In the data below, the answer is the run of lines from the line containing "toward the configured" through the line containing "runs. Must not", both included; print it exactly and nothing else.

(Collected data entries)
^^^^

//! The sequence-number-indexed operation queue.
//!
//! A ring of `Option<Arc<Operation>>` slots addressed by `lsn & mask`, with
//! four sliding markers:
//!
//! ```text
//!   completed_head <= head <= committed_head <= tail
//! ```
//!
//! - `completed_head`: smallest LSN still retained (inclusive lower bound)
//! - `head`: first LSN not yet completed
//! - `committed_head`: first LSN not yet committed
//! - `tail`: first unused LSN (exclusive upper bound)
//!
//! On the primary, commit means quorum-receive-acked and the queue runs in
//! `clean_on_complete` mode: completed items are released immediately and
//! the head pair advances together. On a secondary, commit means dispatched
//! to the consumer, and completed items are retained (up to the configured
//! caps) for retransmission to building idle peers.
//!
//! Capacity is always a power of two. It grows toward the configured
//! maximum when an incoming LSN exceeds the window and shrinks back toward
//! the initial size when utilization drops; a convergent-capacity estimator
//! (running average of observed capacities rounded up to a power of two)
//! jumps expansion straight to the likely steady-state size.
//!
//! The queue is not internally synchronized; it is serialized by its
//! owner. Marker violations are coding errors and panic.

use std::sync::Arc;
use std::time::{Duration, Instant};

use tracing::{debug, warn};

use tidemark_types::SequenceNumber;

use crate::error::{ReplicationError, ReplicationResult};
use crate::operation::Operation;

/// Invoked inline for every operation whose commit transition runs. Must not
/// block; the owner's serialization is held around the call.
pub type CommitCallback = Box<dyn FnMut(&Arc<Operation>) + Send>;

/// Construction parameters for an [`OperationQueue`].
pub struct QueueOptions {
    /// Trace identity, e.g. `"REPL"` or `"COPY"` plus the endpoint.
    pub name: String,

    /// Starting capacity; a power of two greater than 1.
    pub initial_size: u64,

    /// Item cap; a power of two, or 0 for uncapped (memory cap required).
    pub max_size: u64,

    /// Byte cap over live operations; 0 for uncapped.
    pub max_memory_size: u64,

    /// Retained-completed item cap; 0 disables. Only meaningful when
    /// `clean_on_complete` is off.
    pub max_completed_count: u64,

    /// Retained-completed byte cap; 0 disables.
    pub max_completed_bytes: u64,

    /// Completion waits for the consumer's apply acknowledgment.
    pub require_service_ack: bool,

    /// Release items as soon as they complete.
    pub clean_on_complete: bool,

    /// Commit is folded into completion (single-use streams such as copy).
    pub ignore_commit: bool,

    /// First LSN the queue will hold; strictly positive.
    pub start_sequence: SequenceNumber,
}

/// Ring-backed container of in-flight operations for one replicator role.
pub struct OperationQueue {
    name: String,

    slots: Vec<Option<Arc<Operation>>>,

    initial_size: u64,
    max_size: u64,
    max_memory_size: u64,
    max_completed_count: u64,
    max_completed_bytes: u64,

    require_service_ack: bool,
    clean_on_complete: bool,
    ignore_commit: bool,

    commit_callback: Option<CommitCallback>,

    capacity: u64,
    mask: i64,

    completed_head: SequenceNumber,
    head: SequenceNumber,
    committed_head: SequenceNumber,
    tail: SequenceNumber,

    // Convergent-capacity bookkeeping
    expanded_last: bool,
    capacity_sum: u64,
    capacity_change_count: u64,
    convergent_capacity: u64,

    total_memory: u64,
    completed_memory: u64,
    operation_count: u64,
    completed_count: u64,
}

impl std::fmt::Debug for OperationQueue {
    fn fmt(&self, f: &mut std::fmt::Formatter<'_>) -> std::fmt::Result {
        write!(
            f,
            "{} [{}, {}, {}, {}] mem={} completed_mem={} count={}",
            self.name,
            self.completed_head,
            self.head,
            self.committed_head,
            self.tail,
            self.total_memory,
            self.completed_memory,
            self.operation_count,
        )
    }
}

^^^^

*SOLUTION TO THIS TASK*:
//! Capacity is always a power of two. It grows toward the configured
//! maximum when an incoming LSN exceeds the window and shrinks back toward
//! the initial size when utilization drops; a convergent-capacity estimator
//! (running average of observed capacities rounded up to a power of two)
//! jumps expansion straight to the likely steady-state size.
//!
//! The queue is not internally synchronized; it is serialized by its
//! owner. Marker violations are coding errors and panic.

use std::sync::Arc;
use std::time::{Duration, Instant};

use tracing::{debug, warn};

use tidemark_types::SequenceNumber;

use crate::error::{ReplicationError, ReplicationResult};
use crate::operation::Operation;

/// Invoked inline for every operation whose commit transition runs. Must not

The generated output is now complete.